Abbott: I'm telling ya. Who's on first, What's on second, I Don't Know's on third.

Costello: You don't know the fella's name?

Abbott: Yes.

Costello: Well then, who's playing first?

Abbott: Yes.

Costello: I mean, the fella's name on first base.

Abbott: Who.

Costello: The fella playing first base for St. Louis?

Abbott: Who.

Costello: The guy on first base.

Abbott: Who is on first!

Costello: Well, what are you asking me for?

Abbott: I'm not asking you. I'm telling you. Who is on first.

Costello: I'm asking you who's on first.

Abbott: That's the man's name.

Costello: That's who's name?

Abbott: Yes.

Costello: Well, go ahead and tell me.

Abbott: Who.

Costello: The guy on first.

Abbott: Who!

Costello: The first baseman.

Abbott: Who is on first!

Costello: Have you got a first baseman on first?

Abbott: Certainly.

Costello: Then who's playing first?

Abbott: Absolutely.

Costello: When you pay off the first baseman every month, who gets the money?

Abbott: Every dollar of it. Why not? The man's entitled to it.

Costello: Who is?

Abbott: Yes.

Costello: So who gets it.

Abbott: Why shouldn't he? Sometimes his wife comes down and collects it.

Costello: Who's wife?

Abbott: Yes. After all, the man earns it.

Costello: Who does?

Abbott: Absolutely.

Costello: All I'm tryin' to find out is what's the guy's name on first base.

Abbott: Oh, no, no. What is on second base.

Costello: I'm not askin' you who's on second.

Abbott: Who is on first.

Costello: That's what I'm trying to find out.

Abbott: Well, don't change the players around.

Costello: I'm not changing nobody.

Abbott: Take it easy.

Costello: What's the guy's name on first base?

Abbott: What's the guy's name on second base.

Costello: I'm not asking you who's on second.

Abbott: Who's on first.

Costello: I don't know.

Abbott: He's on third - we're not talkin' about him.

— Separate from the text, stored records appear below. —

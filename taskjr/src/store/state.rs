//! Plain state held by the task store.

use taskjr_proto::task::{Task, TaskId};
use taskjr_proto::view::{StatusFilter, ViewMode};

use crate::views;

/// Everything the store holds: the task collection plus client-side
/// view state.
///
/// Readers get clones of this through
/// [`TaskStore::snapshot`](crate::store::TaskStore::snapshot); only the
/// store mutates it.
#[derive(Debug, Clone, Default, PartialEq, Eq)]
pub struct StoreState {
    /// Tasks, newest first by creation time.
    pub tasks: Vec<Task>,
    /// `true` while a fetch is in flight.
    pub is_loading: bool,
    /// Message of the most recent failure, until cleared.
    pub error: Option<String>,
    /// Active status filter.
    pub filter: StatusFilter,
    /// Free-text search query.
    pub search_query: String,
    /// Active projection.
    pub view: ViewMode,
}

impl StoreState {
    /// Returns the task with the given id.
    #[must_use]
    pub fn task(&self, id: &TaskId) -> Option<&Task> {
        self.tasks.iter().find(|t| t.id == *id)
    }

    pub(crate) fn task_mut(&mut self, id: &TaskId) -> Option<&mut Task> {
        self.tasks.iter_mut().find(|t| t.id == *id)
    }

    /// Replaces the task with id `id` by `task`, keeping its position.
    ///
    /// Does nothing if no task has that id.
    pub(crate) fn replace(&mut self, id: &TaskId, task: Task) {
        if let Some(slot) = self.task_mut(id) {
            *slot = task;
        }
    }

    /// Removes the task with the given id, if present.
    pub(crate) fn remove(&mut self, id: &TaskId) {
        self.tasks.retain(|t| t.id != *id);
    }

    /// Tasks passing the active filter and search query, in store order.
    #[must_use]
    pub fn visible_tasks(&self) -> Vec<Task> {
        views::visible_tasks(&self.tasks, self.filter, &self.search_query)
    }
}
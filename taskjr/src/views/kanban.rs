//! Kanban projection: one column per status.

use taskjr_proto::task::{Task, TaskPatch, TaskStatus};

/// Visible tasks split into status columns, store order kept within each.
#[derive(Debug, Clone, Default, PartialEq, Eq)]
pub struct KanbanBoard {
    /// "To Do" column.
    pub todo: Vec<Task>,
    /// "In Progress" column.
    pub in_progress: Vec<Task>,
    /// "Done" column.
    pub done: Vec<Task>,
}

impl KanbanBoard {
    /// Splits `tasks` into columns.
    #[must_use]
    pub fn from_tasks(tasks: &[Task]) -> Self {
        let mut board = Self::default();
        for task in tasks {
            board.column_mut(task.status).push(task.clone());
        }
        board
    }

    /// The column holding tasks with `status`.
    #[must_use]
    pub fn column(&self, status: TaskStatus) -> &[Task] {
        match status {
            TaskStatus::Todo => &self.todo,
            TaskStatus::InProgress => &self.in_progress,
            TaskStatus::Done => &self.done,
        }
    }

    fn column_mut(&mut self, status: TaskStatus) -> &mut Vec<Task> {
        match status {
            TaskStatus::Todo => &mut self.todo,
            TaskStatus::InProgress => &mut self.in_progress,
            TaskStatus::Done => &mut self.done,
        }
    }

    /// Columns in display order with their status.
    pub fn columns(&self) -> impl Iterator<Item = (TaskStatus, &[Task])> {
        TaskStatus::ALL.into_iter().map(|s| (s, self.column(s)))
    }

    /// Total number of cards on the board.
    #[must_use]
    pub fn len(&self) -> usize {
        self.todo.len() + self.in_progress.len() + self.done.len()
    }

    /// True when every column is empty.
    #[must_use]
    pub fn is_empty(&self) -> bool {
        self.len() == 0
    }
}

/// The update to issue when `task` is dropped on the `column` column.
///
/// Dropping a card back onto its own column is not a change.
#[must_use]
pub fn drop_target(task: &Task, column: TaskStatus) -> Option<TaskPatch> {
    (task.status != column).then(|| TaskPatch::status(column))
}
//! In-memory task table.
//!
//! The [`TaskTable`] holds every user's rows in one `Vec`, newest first, and
//! scopes every operation to an owner id the way row-level security does on
//! the hosted service.

use chrono::{DateTime, TimeDelta, Utc};
use tokio::sync::{Mutex, RwLock};
use uuid::Uuid;

use taskjr_proto::task::{NewTask, Task, TaskId, TaskPatch};

/// Thread-safe table of task rows.
pub struct TaskTable {
    rows: RwLock<Vec<Task>>,
    clock: Mutex<DateTime<Utc>>,
}

impl Default for TaskTable {
    fn default() -> Self {
        Self::new()
    }
}

impl TaskTable {
    /// Creates an empty table.
    #[must_use]
    pub fn new() -> Self {
        Self {
            rows: RwLock::new(Vec::new()),
            clock: Mutex::new(DateTime::<Utc>::MIN_UTC),
        }
    }

    /// Timestamp strictly later than any handed out before.
    async fn now(&self) -> DateTime<Utc> {
        let mut last = self.clock.lock().await;
        let next = Utc::now().max(*last + TimeDelta::microseconds(1));
        *last = next;
        next
    }

    /// Rows owned by `owner`, newest first.
    pub async fn list(&self, owner: &str) -> Vec<Task> {
        let rows = self.rows.read().await;
        rows.iter().filter(|t| t.owner_id == owner).cloned().collect()
    }

    /// Inserts a row for `owner` with a fresh id and server timestamps.
    pub async fn insert(&self, owner: &str, fields: NewTask) -> Task {
        let now = self.now().await;
        let task = Task {
            id: TaskId::new(Uuid::new_v4().to_string()),
            owner_id: owner.to_string(),
            title: fields.title,
            description: fields.description,
            status: fields.status,
            priority: fields.priority,
            due_date: fields.due_date,
            created_at: now,
            updated_at: now,
        };
        self.rows.write().await.insert(0, task.clone());
        tracing::debug!(task_id = %task.id, owner = %owner, "row inserted");
        task
    }

    /// Applies `patch` to `owner`'s row `id`; `updated_at` never goes back.
    ///
    /// Returns the updated row, or `None` if `owner` has no such row.
    pub async fn update(&self, owner: &str, id: &TaskId, patch: &TaskPatch) -> Option<Task> {
        let now = self.now().await;
        let mut rows = self.rows.write().await;
        let task = rows
            .iter_mut()
            .find(|t| t.id == *id && t.owner_id == owner)?;
        patch.apply(task);
        task.updated_at = now.max(task.updated_at);
        Some(task.clone())
    }

    /// Deletes `owner`'s row `id`. Returns `false` if there was none.
    pub async fn delete(&self, owner: &str, id: &TaskId) -> bool {
        let mut rows = self.rows.write().await;
        let before = rows.len();
        rows.retain(|t| !(t.id == *id && t.owner_id == owner));
        rows.len() != before
    }

    /// Total rows across all owners.
    pub async fn len(&self) -> usize {
        self.rows.read().await.len()
    }

    /// Returns `true` if the table holds no rows at all.
    pub async fn is_empty(&self) -> bool {
        self.rows.read().await.is_empty()
    }
}
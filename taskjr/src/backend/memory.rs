//! In-memory backend for testing.
//!
//! [`MemoryBackend`] keeps rows in a `Vec` behind a mutex and behaves like
//! the hosted backend: rows are scoped to the signed-in user, ids and
//! timestamps are assigned on insert, and listing is newest first. Tests can
//! script failures and per-call latency to drive the store's rollback paths.

use std::collections::{HashMap, VecDeque};
use std::time::Duration;

use chrono::{DateTime, TimeDelta, Utc};
use parking_lot::Mutex;
use uuid::Uuid;

use taskjr_proto::auth::User;
use taskjr_proto::task::{NewTask, Task, TaskId, TaskPatch};

use super::{Backend, BackendError, BackendType};

/// A backend call, used for failure scripting and the call log.
#[derive(Debug, Clone, Copy, PartialEq, Eq, Hash)]
pub enum Operation {
    /// [`Backend::current_user`].
    CurrentUser,
    /// [`Backend::list_tasks`].
    List,
    /// [`Backend::insert_task`].
    Insert,
    /// [`Backend::update_task`].
    Update,
    /// [`Backend::delete_task`].
    Delete,
}

/// Scripted behavior for upcoming calls.
#[derive(Debug, Default)]
struct Script {
    fail_next: HashMap<Operation, VecDeque<String>>,
    fail_always: HashMap<Operation, String>,
    delay_next: HashMap<Operation, VecDeque<Duration>>,
}

impl Script {
    /// Pops the decision for one call: an optional failure and a delay.
    fn take(&mut self, op: Operation) -> (Option<String>, Duration) {
        let failure = self
            .fail_next
            .get_mut(&op)
            .and_then(VecDeque::pop_front)
            .or_else(|| self.fail_always.get(&op).cloned());
        let delay = self
            .delay_next
            .get_mut(&op)
            .and_then(VecDeque::pop_front)
            .unwrap_or_default();
        (failure, delay)
    }
}

/// In-process [`Backend`] with scripted failures.
pub struct MemoryBackend {
    /// Signed-in user, or `None` for a signed-out session.
    user: Option<User>,
    /// All rows, newest first.
    rows: Mutex<Vec<Task>>,
    /// Last timestamp handed out, to keep server time strictly increasing.
    clock: Mutex<DateTime<Utc>>,
    script: Mutex<Script>,
    calls: Mutex<Vec<Operation>>,
}

impl MemoryBackend {
    /// Creates an empty backend with `user` signed in.
    #[must_use]
    pub fn new(user: User) -> Self {
        Self::with_session(Some(user))
    }

    /// Creates an empty backend with no session.
    #[must_use]
    pub fn signed_out() -> Self {
        Self::with_session(None)
    }

    fn with_session(user: Option<User>) -> Self {
        Self {
            user,
            rows: Mutex::new(Vec::new()),
            clock: Mutex::new(DateTime::<Utc>::MIN_UTC),
            script: Mutex::new(Script::default()),
            calls: Mutex::new(Vec::new()),
        }
    }

    /// Seeds rows as if they had been inserted earlier.
    ///
    /// Rows are kept newest first regardless of the order given.
    #[must_use]
    pub fn with_tasks(self, tasks: Vec<Task>) -> Self {
        {
            let mut rows = self.rows.lock();
            rows.extend(tasks);
            rows.sort_by(|a, b| b.created_at.cmp(&a.created_at));
        }
        self
    }

    /// Makes the next call to `op` fail with `message`.
    ///
    /// Calls queue up: two `fail_next` for the same operation fail the next
    /// two calls.
    pub fn fail_next(&self, op: Operation, message: impl Into<String>) {
        self.script
            .lock()
            .fail_next
            .entry(op)
            .or_default()
            .push_back(message.into());
    }

    /// Makes every call to `op` fail with `message` until cleared.
    pub fn fail_always(&self, op: Operation, message: impl Into<String>) {
        self.script.lock().fail_always.insert(op, message.into());
    }

    /// Delays the next call to `op` by `delay` before it resolves.
    pub fn delay_next(&self, op: Operation, delay: Duration) {
        self.script
            .lock()
            .delay_next
            .entry(op)
            .or_default()
            .push_back(delay);
    }

    /// Removes all scripted failures and delays.
    pub fn clear_script(&self) {
        *self.script.lock() = Script::default();
    }

    /// Returns the signed-in user's rows, newest first.
    #[must_use]
    pub fn rows(&self) -> Vec<Task> {
        let Some(user) = &self.user else {
            return Vec::new();
        };
        self.rows
            .lock()
            .iter()
            .filter(|t| t.owner_id == user.id)
            .cloned()
            .collect()
    }

    /// Returns every call made so far, in order.
    #[must_use]
    pub fn calls(&self) -> Vec<Operation> {
        self.calls.lock().clone()
    }

    /// Records the call and applies its scripted delay and failure.
    async fn begin(&self, op: Operation) -> Result<(), BackendError> {
        self.calls.lock().push(op);
        let (failure, delay) = self.script.lock().take(op);
        if !delay.is_zero() {
            tokio::time::sleep(delay).await;
        }
        match failure {
            Some(message) => Err(BackendError::Injected(message)),
            None => Ok(()),
        }
    }

    fn session(&self) -> Result<&User, BackendError> {
        self.user.as_ref().ok_or(BackendError::Unauthorized)
    }

    /// Returns a timestamp strictly later than any handed out before.
    fn now(&self) -> DateTime<Utc> {
        let mut last = self.clock.lock();
        let next = Utc::now().max(*last + TimeDelta::microseconds(1));
        *last = next;
        next
    }
}

impl Backend for MemoryBackend {
    async fn current_user(&self) -> Result<Option<User>, BackendError> {
        self.begin(Operation::CurrentUser).await?;
        Ok(self.user.clone())
    }

    async fn list_tasks(&self) -> Result<Vec<Task>, BackendError> {
        self.begin(Operation::List).await?;
        self.session()?;
        Ok(self.rows())
    }

    async fn insert_task(&self, fields: &NewTask) -> Result<Task, BackendError> {
        self.begin(Operation::Insert).await?;
        let owner = self.session()?.id.clone();
        let now = self.now();
        let task = Task {
            id: TaskId::new(Uuid::new_v4().to_string()),
            owner_id: owner,
            title: fields.title.clone(),
            description: fields.description.clone(),
            status: fields.status,
            priority: fields.priority,
            due_date: fields.due_date,
            created_at: now,
            updated_at: now,
        };
        self.rows.lock().insert(0, task.clone());
        Ok(task)
    }

    async fn update_task(&self, id: &TaskId, patch: &TaskPatch) -> Result<(), BackendError> {
        self.begin(Operation::Update).await?;
        let owner = self.session()?.id.clone();
        let now = self.now();
        let mut rows = self.rows.lock();
        let task = rows
            .iter_mut()
            .find(|t| t.id == *id && t.owner_id == owner)
            .ok_or_else(|| BackendError::NotFound(id.clone()))?;
        patch.apply(task);
        task.updated_at = now.max(task.updated_at);
        Ok(())
    }

    async fn delete_task(&self, id: &TaskId) -> Result<(), BackendError> {
        self.begin(Operation::Delete).await?;
        let owner = self.session()?.id.clone();
        let mut rows = self.rows.lock();
        let before = rows.len();
        rows.retain(|t| !(t.id == *id && t.owner_id == owner));
        if rows.len() == before {
            return Err(BackendError::NotFound(id.clone()));
        }
        Ok(())
    }

    fn backend_type(&self) -> BackendType {
        BackendType::Memory
    }
}
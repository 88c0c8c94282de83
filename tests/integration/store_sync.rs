//! Integration tests for optimistic store sync over the in-memory backend.
//!
//! Covers the local-vs-backend agreement after successful operations, the
//! rollback guarantees after failures, placeholder reconciliation under
//! interleaved adds, and the same-task rollback race with and without
//! per-task serialization.

#![allow(clippy::expect_used, clippy::unwrap_used, clippy::similar_names)]

use std::sync::Arc;
use std::time::Duration;

use chrono::{TimeZone, Utc};
use futures_util::future::join_all;

use taskjr::backend::memory::{MemoryBackend, Operation};
use taskjr::store::{StoreError, StoreOptions, TaskStore};
use taskjr_proto::auth::User;
use taskjr_proto::task::{NewTask, Priority, Task, TaskId, TaskPatch, TaskStatus};
use taskjr_proto::view::StatusFilter;

// ---------------------------------------------------------------------------
// Helper functions
// ---------------------------------------------------------------------------

fn user() -> User {
    User {
        id: "user-1".to_string(),
        email: Some("user@example.com".to_string()),
    }
}

/// A stored row created `age_secs` before a fixed instant.
fn row(id: &str, title: &str, status: TaskStatus, age_secs: i64) -> Task {
    let created = Utc.with_ymd_and_hms(2025, 3, 1, 9, 0, 0).unwrap() - chrono::TimeDelta::seconds(age_secs);
    Task {
        id: TaskId::new(id),
        owner_id: "user-1".to_string(),
        title: title.to_string(),
        description: None,
        status,
        priority: Priority::Medium,
        due_date: None,
        created_at: created,
        updated_at: created,
    }
}

/// Store over `[A(todo), B(done)]`, already fetched.
async fn store_with_a_and_b(options: StoreOptions) -> TaskStore<MemoryBackend> {
    let backend = MemoryBackend::new(user()).with_tasks(vec![
        row("a", "Task A", TaskStatus::Todo, 0),
        row("b", "Task B", TaskStatus::Done, 60),
    ]);
    let store = TaskStore::with_options(backend, options);
    store.fetch_tasks().await.unwrap();
    store
}

fn ids(tasks: &[Task]) -> Vec<&str> {
    tasks.iter().map(|t| t.id.as_str()).collect()
}

// ===========================================================================
// Successful operations
// ===========================================================================

#[tokio::test]
async fn successful_sequence_matches_backend_replay() {
    let store = TaskStore::new(MemoryBackend::new(user()));
    store.fetch_tasks().await.unwrap();

    let first = store.add_task(NewTask::new("Write design doc")).await.unwrap();
    let second = store
        .add_task(
            NewTask::new("Review PR")
                .with_description("the big one")
                .with_priority(Priority::High),
        )
        .await
        .unwrap();
    let third = store.add_task(NewTask::new("Lunch")).await.unwrap();

    store
        .update_task(&first.id, TaskPatch::status(TaskStatus::InProgress))
        .await
        .unwrap();
    store
        .update_task(
            &second.id,
            TaskPatch::new()
                .with_title("Review the PR")
                .with_description(None),
        )
        .await
        .unwrap();
    store.delete_task(&third.id).await.unwrap();
    assert!(store.move_task(&first.id, TaskStatus::Done).await.unwrap());

    let local = store.tasks();
    assert_eq!(ids(&local), vec![second.id.as_str(), first.id.as_str()]);
    for (local, remote) in local.iter().zip(store.backend().rows()) {
        // Server timestamps may differ; everything else must agree.
        assert_eq!(local.id, remote.id);
        assert_eq!(local.title, remote.title);
        assert_eq!(local.description, remote.description);
        assert_eq!(local.status, remote.status);
        assert_eq!(local.priority, remote.priority);
        assert_eq!(local.due_date, remote.due_date);
    }

    // A fresh fetch adopts the backend's rows wholesale.
    store.fetch_tasks().await.unwrap();
    assert_eq!(store.tasks(), store.backend().rows());
    assert_eq!(store.error(), None);
}

#[tokio::test]
async fn update_a_to_in_progress_advances_updated_at() {
    let store = store_with_a_and_b(StoreOptions::default()).await;
    let before = store.task(&TaskId::new("a")).unwrap();

    store
        .update_task(&TaskId::new("a"), TaskPatch::status(TaskStatus::InProgress))
        .await
        .unwrap();

    let tasks = store.tasks();
    assert_eq!(ids(&tasks), vec!["a", "b"]);
    assert_eq!(tasks[0].status, TaskStatus::InProgress);
    assert!(tasks[0].updated_at > before.updated_at);
    assert_eq!(tasks[1].status, TaskStatus::Done);
}

#[tokio::test]
async fn delete_b_leaves_a() {
    let store = store_with_a_and_b(StoreOptions::default()).await;
    store.delete_task(&TaskId::new("b")).await.unwrap();
    assert_eq!(ids(&store.tasks()), vec!["a"]);
    assert_eq!(ids(&store.backend().rows()), vec!["a"]);
}

#[tokio::test]
async fn filter_and_search_select_matching_tasks() {
    let backend = MemoryBackend::new(user()).with_tasks(vec![
        row("1", "Project plan", TaskStatus::Done, 0),
        row("2", "project retro", TaskStatus::Todo, 10),
        {
            let mut t = row("3", "Groceries", TaskStatus::Done, 20);
            t.description = Some("for the PROJECT party".to_string());
            t
        },
        row("4", "Laundry", TaskStatus::Done, 30),
    ]);
    let store = TaskStore::new(backend);
    store.fetch_tasks().await.unwrap();

    store.set_filter(StatusFilter::Done);
    store.set_search_query("proj");

    assert_eq!(ids(&store.visible_tasks()), vec!["1", "3"]);
    // Selection never changes the collection itself.
    assert_eq!(store.tasks().len(), 4);
}

#[tokio::test]
async fn update_missing_id_is_silent_noop() {
    let store = store_with_a_and_b(StoreOptions::default()).await;
    let before = store.snapshot();

    store
        .update_task(&TaskId::new("missing"), TaskPatch::new().with_title("x"))
        .await
        .unwrap();

    assert_eq!(store.snapshot(), before);
    assert!(!store.backend().calls().contains(&Operation::Update));
}

// ===========================================================================
// Failures and rollback
// ===========================================================================

#[tokio::test]
async fn add_failure_restores_exact_collection() {
    let store = store_with_a_and_b(StoreOptions::default()).await;
    let before = store.tasks();
    store.backend().fail_next(Operation::Insert, "insert failed: quota exceeded");

    let err = store
        .add_task(NewTask::new("X").with_priority(Priority::Low))
        .await
        .unwrap_err();

    assert!(matches!(err, StoreError::Backend(_)));
    assert_eq!(store.tasks(), before);
    assert_eq!(
        store.error().as_deref(),
        Some("insert failed: quota exceeded")
    );
}

#[tokio::test]
async fn update_failure_restores_every_field() {
    let store = store_with_a_and_b(StoreOptions::default()).await;
    let before = store.task(&TaskId::new("b")).unwrap();
    store.backend().fail_always(Operation::Update, "read-only");

    let patches = [
        TaskPatch::new().with_title("renamed"),
        TaskPatch::new().with_description(Some("notes".to_string())),
        TaskPatch::status(TaskStatus::Todo),
        TaskPatch::new().with_priority(Priority::High),
        TaskPatch::new().with_due_date(chrono::NaiveDate::from_ymd_opt(2025, 4, 1)),
        TaskPatch::new()
            .with_title("all")
            .with_status(TaskStatus::InProgress)
            .with_priority(Priority::Low),
    ];
    for patch in patches {
        assert!(store.update_task(&TaskId::new("b"), patch).await.is_err());
        assert_eq!(store.task(&TaskId::new("b")).unwrap(), before);
    }
    assert_eq!(store.error().as_deref(), Some("read-only"));
}

#[tokio::test]
async fn delete_failure_restores_order() {
    let store = store_with_a_and_b(StoreOptions::default()).await;
    let before = store.tasks();
    store.backend().fail_next(Operation::Delete, "conflict");

    assert!(store.delete_task(&TaskId::new("a")).await.is_err());

    assert_eq!(store.tasks(), before);
    assert_eq!(store.error().as_deref(), Some("conflict"));
}

#[tokio::test]
async fn signed_out_session_fails_fetch() {
    let store = TaskStore::new(MemoryBackend::signed_out());
    assert_eq!(store.check_session().await.unwrap(), None);
    let err = store.fetch_tasks().await.unwrap_err();
    assert_eq!(err.to_string(), "not signed in");
    assert_eq!(store.error().as_deref(), Some("not signed in"));
    assert!(store.tasks().is_empty());
}

// ===========================================================================
// Concurrency
// ===========================================================================

#[tokio::test]
async fn interleaved_adds_each_replace_their_own_placeholder() {
    let store = TaskStore::new(MemoryBackend::new(user()));
    // Earlier calls resolve later.
    for ms in [60, 40, 20] {
        store
            .backend()
            .delay_next(Operation::Insert, Duration::from_millis(ms));
    }

    let results = join_all(
        ["one", "two", "three", "four"]
            .into_iter()
            .map(|title| store.add_task(NewTask::new(title))),
    )
    .await;
    let confirmed: Vec<Task> = results.into_iter().map(Result::unwrap).collect();

    let tasks = store.tasks();
    assert_eq!(tasks.len(), 4);
    assert!(tasks.iter().all(|t| !t.is_placeholder()));
    // Local order is the order the placeholders were inserted, newest first.
    let titles: Vec<&str> = tasks.iter().map(|t| t.title.as_str()).collect();
    assert_eq!(titles, vec!["four", "three", "two", "one"]);
    for task in &confirmed {
        assert_eq!(store.task(&task.id).as_ref(), Some(task));
    }
}

#[tokio::test]
async fn failures_on_different_tasks_are_independent() {
    let store = store_with_a_and_b(StoreOptions::default()).await;
    store.backend().fail_next(Operation::Update, "boom");
    store
        .backend()
        .delay_next(Operation::Update, Duration::from_millis(30));

    let id_a = TaskId::new("a");
    let id_b = TaskId::new("b");
    let (a, b) = tokio::join!(
        store.update_task(&id_a, TaskPatch::new().with_title("A2")),
        store.update_task(&id_b, TaskPatch::new().with_title("B2")),
    );

    assert!(a.is_err());
    assert!(b.is_ok());
    assert_eq!(store.task(&TaskId::new("a")).unwrap().title, "Task A");
    assert_eq!(store.task(&TaskId::new("b")).unwrap().title, "B2");
}

#[tokio::test]
async fn same_task_race_rolls_back_newer_change_by_default() {
    let store = store_with_a_and_b(StoreOptions::default()).await;
    let id = TaskId::new("a");
    store.backend().fail_next(Operation::Update, "timeout");
    store
        .backend()
        .delay_next(Operation::Update, Duration::from_millis(40));

    let (first, second) = tokio::join!(
        store.update_task(&id, TaskPatch::new().with_title("first")),
        store.update_task(&id, TaskPatch::new().with_title("second")),
    );

    assert!(first.is_err());
    assert!(second.is_ok());
    // The slow failure restores the value it captured: the pre-race title.
    assert_eq!(store.task(&id).unwrap().title, "Task A");
    assert_eq!(store.backend().rows()[0].title, "second");
}

#[tokio::test]
async fn same_task_race_is_ordered_when_serialized() {
    let store = Arc::new(
        store_with_a_and_b(StoreOptions {
            serialize_per_task: true,
            ..StoreOptions::default()
        })
        .await,
    );
    let id = TaskId::new("a");
    store.backend().fail_next(Operation::Update, "timeout");
    store
        .backend()
        .delay_next(Operation::Update, Duration::from_millis(40));

    let first = tokio::spawn({
        let store = Arc::clone(&store);
        let id = id.clone();
        async move { store.update_task(&id, TaskPatch::new().with_title("first")).await }
    });
    tokio::time::sleep(Duration::from_millis(5)).await;
    let second = store.update_task(&id, TaskPatch::new().with_title("second")).await;

    assert!(first.await.unwrap().is_err());
    assert!(second.is_ok());
    assert_eq!(store.task(&id).unwrap().title, "second");
    assert_eq!(store.backend().rows()[0].title, "second");
}
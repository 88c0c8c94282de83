//! Read-only projections of the task collection.
//!
//! Every view starts from [`visible_tasks`] (status filter plus search
//! query) and only reshapes it; none of them mutate the store.

pub mod format;
pub mod kanban;
pub mod timeline;

use taskjr_proto::task::Task;
use taskjr_proto::view::StatusFilter;

/// Returns `true` if `task` passes both the status filter and the search
/// query.
///
/// The query matches case-insensitively against the title and the
/// description. An empty query matches everything.
#[must_use]
pub fn matches(task: &Task, filter: StatusFilter, query: &str) -> bool {
    if !filter.admits(task.status) {
        return false;
    }
    if query.is_empty() {
        return true;
    }
    let needle = query.to_lowercase();
    task.title.to_lowercase().contains(&needle)
        || task
            .description
            .as_deref()
            .is_some_and(|d| d.to_lowercase().contains(&needle))
}

/// Tasks passing [`matches`], in their original order.
#[must_use]
pub fn visible_tasks(tasks: &[Task], filter: StatusFilter, query: &str) -> Vec<Task> {
    tasks
        .iter()
        .filter(|t| matches(t, filter, query))
        .cloned()
        .collect()
}
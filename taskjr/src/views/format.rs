//! Human-readable dates for task cards.

use chrono::{DateTime, NaiveDate, Utc};

/// `Jan 5, 2025`.
#[must_use]
pub fn format_date(date: NaiveDate) -> String {
    date.format("%b %-d, %Y").to_string()
}

/// Distance between `at` and `now` in the coarsest unit under a week
/// (`just now`, `5m ago`, `in 3h`, `2d ago`), else the calendar date.
#[must_use]
pub fn format_relative(at: DateTime<Utc>, now: DateTime<Utc>) -> String {
    let seconds = (now - at).num_seconds();
    if seconds.abs() < 60 {
        return if seconds >= 0 {
            "just now".to_string()
        } else {
            "in a few seconds".to_string()
        };
    }

    // Floor division so that e.g. -90s counts as -2m like the positive side.
    let minutes = seconds.div_euclid(60);
    if minutes.abs() < 60 {
        return ago_or_in(minutes, "m");
    }
    let hours = minutes.div_euclid(60);
    if hours.abs() < 24 {
        return ago_or_in(hours, "h");
    }
    let days = hours.div_euclid(24);
    if days.abs() < 7 {
        return ago_or_in(days, "d");
    }
    format_date(at.date_naive())
}

fn ago_or_in(n: i64, unit: &str) -> String {
    if n >= 0 {
        format!("{n}{unit} ago")
    } else {
        format!("in {}{unit}", n.unsigned_abs())
    }
}

/// Due date relative to `today`: `Yesterday`, `Today`, `Tomorrow`, `in Nd`
/// within two weeks, `Nd ago` within a month, else the calendar date.
#[must_use]
pub fn format_due(due: NaiveDate, today: NaiveDate) -> String {
    match (due - today).num_days() {
        -1 => "Yesterday".to_string(),
        0 => "Today".to_string(),
        1 => "Tomorrow".to_string(),
        d @ -30..=-2 => format!("{}d ago", d.unsigned_abs()),
        d @ 2..=13 => format!("in {d}d"),
        _ => format_date(due),
    }
}
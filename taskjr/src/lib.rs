//! `Taskjr` — personal task board with optimistic sync against a hosted
//! backend.

pub mod backend;
pub mod cli;
pub mod config;
pub mod store;
pub mod views;

#[cfg(test)]
mod test_utils;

Costello: How did I get on third base?

Abbott: You mentioned his name!

Costello: If I mentioned the third baseman's name, who did I say is playing third?

Abbott: No - Who is playing first.

Costello: Stay off of first, will ya?

Abbott: Well, waddya want me to do?

Costello: Now, what's the guy's name on third base?

Abbott: No, What's on second.

Costello: I'm not asking you who's on second.

Abbott: Who's on first.

Costello: I don't know.

Abbott: He's on third.

Costello: There I go - back on third again.

Abbott: Well, I can't change their names.

Costello: Would you please stay on third base, Mr. Broadhurst?

Abbott: Now, what is it you want to know?

Costello: What is the fella's name on third base?

Abbott: What is the fella's name on second base.

Costello: I'm not askin' you who's on second.

Abbott: Who's on first.

Costello: I don't know.

Abbott & Costello (together): Third Base!

Costello: You got an outfield?

Abbott: Oh sure!

Costello: St. Louis has got a good outfield?

Abbott: Oh, absolutely.

Costello: The left fielder's name?

Abbott: Why.

Costello: I don't know, I just thought I'd ask ya.

Abbott: Well, I just thought I'd tell ya.

Costello: Then tell me who's playin' left field.

Abbott: Who is playing first!

Costello: Stay outta the infield!!

Abbott: Don't mention any names out here!

Costello: I want to know what's the fella's name in left field?

Abbott: What is on second.

Costello: I'm not askin' you who's on second!

Abbott: Who is on first.

Costello: I don't know!

Abbott & Costello: Third base!

Abbott: Now take it easy, take it easy, man.

Costello: And the left fielder's name?

Abbott: Why.

Costello: Because!

Abbott: Oh, he's center field...

Costello: Wait a minute. You got a pitcher on the team?

Abbott: Wouldn't this be a fine team without a pitcher.

Costello: I dunno. Tell me the pitcher's name.

Abbott: Tomorrow.

Costello: You don't want to tell me today?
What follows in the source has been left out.